Thoroughly agree with a lot of what you say here, particularly with regards to the importance of teaching things like law, citizenship, politics and economics or at least personal financing to everyone to a good level because these things will always be needed to be an engaged member of society. Things like science and maths are also very important but personally I would say are generally not probably used as much.

the idea of using the job market to show what degrees society is a very interesting one as I was discussing with someone how you would work out what society needs and therefore should fund.
one thing I might say is that the value of degrees doesn’t just lie in employability for me.
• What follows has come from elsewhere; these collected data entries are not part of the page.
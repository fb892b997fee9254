use std::rc::Rc;

use thiserror::Error;

use crate::lexer::TokenKind;

/// A parse diagnostic. The `Display` output is the human readable message
/// reported to the user.
#[derive(Debug, PartialEq, Eq, Clone, Error)]
pub enum ParseError {
    #[error("expected next token to be {expected}, got {got} instead")]
    UnexpectedToken { expected: TokenKind, got: TokenKind },
    #[error("no prefix parse function for {0} found")]
    NoPrefixFunction(TokenKind),
    #[error("could not parse {0:?} as integer")]
    InvalidInteger(Rc<str>),
}

impl ParseError {
    pub fn unexpected_token(expected: TokenKind, got: TokenKind) -> Self {
        ParseError::UnexpectedToken { expected, got }
    }
}
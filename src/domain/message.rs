use crate::domain::user::UserProfile;
use serde::{Deserialize, Serialize};
use time::OffsetDateTime;
use uuid::Uuid;

pub const IMAGE_PLACEHOLDER: &str = "📷 Image";
pub const VIDEO_PLACEHOLDER: &str = "🎥 Video";

#[derive(Debug, Clone, Copy, Default, PartialEq, Eq, Serialize, Deserialize)]
#[serde(rename_all = "lowercase")]
pub enum MessageType {
    #[default]
    Text,
    Image,
    Video,
}

impl MessageType {
    #[must_use]
    pub const fn as_str(self) -> &'static str {
        match self {
            Self::Text => "text",
            Self::Image => "image",
            Self::Video => "video",
        }
    }

    #[must_use]
    pub fn parse(raw: &str) -> Option<Self> {
        match raw {
            "text" => Some(Self::Text),
            "image" => Some(Self::Image),
            "video" => Some(Self::Video),
            _ => None,
        }
    }

    /// Summary text shown for media messages instead of the file name.
    #[must_use]
    pub const fn placeholder(self) -> Option<&'static str> {
        match self {
            Self::Text => None,
            Self::Image => Some(IMAGE_PLACEHOLDER),
            Self::Video => Some(VIDEO_PLACEHOLDER),
        }
    }
}

#[derive(Debug, Clone, PartialEq, Eq)]
pub struct MediaFile {
    pub file_url: String,
    pub file_name: Option<String>,
    pub file_size: Option<i64>,
    pub mime_type: Option<String>,
    pub thumbnail_url: Option<String>,
}

#[derive(Debug, Clone)]
pub struct Message {
    pub id: Uuid,
    pub chat_id: Uuid,
    pub sender_id: Uuid,
    pub message_type: MessageType,
    pub content: Option<String>,
    pub media: Option<MediaFile>,
    pub is_video_note: bool,
    pub timestamp: OffsetDateTime,
}

impl Message {
    /// The text the chat summary shows for this message.
    #[must_use]
    pub fn display_text(&self) -> String {
        match (&self.content, self.message_type.placeholder()) {
            (Some(content), _) => content.clone(),
            (None, Some(placeholder)) => placeholder.to_string(),
            (None, None) => String::new(),
        }
    }

    #[must_use]
    pub fn is_from(&self, user_id: Uuid) -> bool {
        self.sender_id == user_id
    }
}

/// A message joined with its sender's public profile.
#[derive(Debug, Clone)]
pub struct PopulatedMessage {
    pub message: Message,
    pub sender: UserProfile,
}

/// Client-supplied message fields before validation.
#[derive(Debug, Clone, Default)]
pub struct MessageDraft {
    pub message_type: Option<MessageType>,
    pub content: Option<String>,
    pub file_url: Option<String>,
    pub file_name: Option<String>,
    pub file_size: Option<i64>,
    pub mime_type: Option<String>,
    pub thumbnail_url: Option<String>,
    pub is_video_note: Option<bool>,
}

/// A message that passed shape validation and is ready to persist.
#[derive(Debug, Clone, PartialEq, Eq)]
pub struct NewMessage {
    pub message_type: MessageType,
    pub content: String,
    pub media: Option<MediaFile>,
    pub is_video_note: bool,
}

impl MessageDraft {
    /// Checks the payload shape for its message type.
    ///
    /// Text needs non-blank content; media needs a file URL and gets the
    /// placeholder as its content.
    ///
    /// # Errors
    /// Returns a human-readable reason when the shape is invalid.
    pub fn validate(self) -> Result<NewMessage, String> {
        let message_type = self.message_type.unwrap_or_default();

        match message_type.placeholder() {
            None => {
                let content = self.content.filter(|c| !c.trim().is_empty());
                let Some(content) = content else {
                    return Err("Content is required for text messages".to_string());
                };
                Ok(NewMessage { message_type, content, media: None, is_video_note: false })
            }
            Some(placeholder) => {
                let file_url = self.file_url.filter(|u| !u.trim().is_empty());
                let Some(file_url) = file_url else {
                    return Err("File URL is required for media messages".to_string());
                };
                if self.file_size.is_some_and(|s| s < 0) {
                    return Err("File size must not be negative".to_string());
                }
                Ok(NewMessage {
                    message_type,
                    content: placeholder.to_string(),
                    media: Some(MediaFile {
                        file_url,
                        file_name: self.file_name,
                        file_size: self.file_size,
                        mime_type: self.mime_type,
                        thumbnail_url: self.thumbnail_url,
                    }),
                    is_video_note: message_type == MessageType::Video && self.is_video_note.unwrap_or(false),
                })
            }
        }
    }
}

#[cfg(test)]
mod tests {
    use super::*;

    fn text(content: &str) -> MessageDraft {
        MessageDraft { message_type: Some(MessageType::Text), content: Some(content.to_string()), ..Default::default() }
    }

    #[test]
    fn test_blank_text_is_rejected() {
        assert!(text("").validate().is_err());
        assert!(text("   \n\t").validate().is_err());
        assert!(MessageDraft::default().validate().is_err());
    }

    #[test]
    fn test_text_keeps_content_verbatim() {
        let msg = text("  hi there ").validate().unwrap();
        assert_eq!(msg.message_type, MessageType::Text);
        assert_eq!(msg.content, "  hi there ");
        assert!(msg.media.is_none());
    }

    #[test]
    fn test_media_requires_file_url() {
        let draft = MessageDraft { message_type: Some(MessageType::Image), ..Default::default() };
        assert!(draft.validate().is_err());
    }

    #[test]
    fn test_media_uses_placeholder_content() {
        let draft = MessageDraft {
            message_type: Some(MessageType::Image),
            content: Some("holiday.jpg".to_string()),
            file_url: Some("/uploads/1_abc.webp".to_string()),
            ..Default::default()
        };
        let msg = draft.validate().unwrap();
        assert_eq!(msg.content, IMAGE_PLACEHOLDER);
        assert_eq!(msg.media.unwrap().file_url, "/uploads/1_abc.webp");
    }

    #[test]
    fn test_video_note_only_applies_to_video() {
        let image = MessageDraft {
            message_type: Some(MessageType::Image),
            file_url: Some("/uploads/a.webp".to_string()),
            is_video_note: Some(true),
            ..Default::default()
        };
        assert!(!image.validate().unwrap().is_video_note);

        let video = MessageDraft {
            message_type: Some(MessageType::Video),
            file_url: Some("/uploads/a.mp4".to_string()),
            is_video_note: Some(true),
            ..Default::default()
        };
        let msg = video.validate().unwrap();
        assert!(msg.is_video_note);
        assert_eq!(msg.content, VIDEO_PLACEHOLDER);
    }

    #[test]
    fn test_display_text_falls_back_to_placeholder() {
        let msg = Message {
            id: Uuid::new_v4(),
            chat_id: Uuid::new_v4(),
            sender_id: Uuid::new_v4(),
            message_type: MessageType::Video,
            content: None,
            media: None,
            is_video_note: false,
            timestamp: OffsetDateTime::now_utc(),
        };
        assert_eq!(msg.display_text(), VIDEO_PLACEHOLDER);
    }
}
I greatly value my degree for the ways of thinking it has taught me and all the things I feel I have learnt about myself, society and the world. And I do not mean life experience of being a uni student (although without it I doubt I would now be living completely independently outside of the parental home) I mean what i’ve learnt about independent thinking, morality and aspects of society that my particular degree in politics and sociology provided. And I therefore think similar degrees are of value for that reason. However ideally I suppose everyone would be taught some of these things, at least critical thinking for example, at a lower and universal level so that the whole of society could be more involved in the debates and in control of their own development.
As it is though, with the affordable, income way in which tuition fees are paid back I feel my degree is allready worth what I have got out of it before it has even got me to a career.
I believe the same applies for the recently passed policies surrounding the rise; once people understand how much they would pay back per income rather than just seeing a frightening large number labled ‘debt’ they may feel the degree is easily worth that and if not how much do they want it?

11 12 2010
Gareth

Yes I agree. The only thing I think about the “added value” of a degree is that, since it isn’t necessarily of benefit to society, but more to the individual, it shouldn’t be publicly funded. I certainly gained a great deal of personal development from higher education, but I don’t believe I deserve money for that. As you say, hopefully the thinking skills could be taught at a lower level.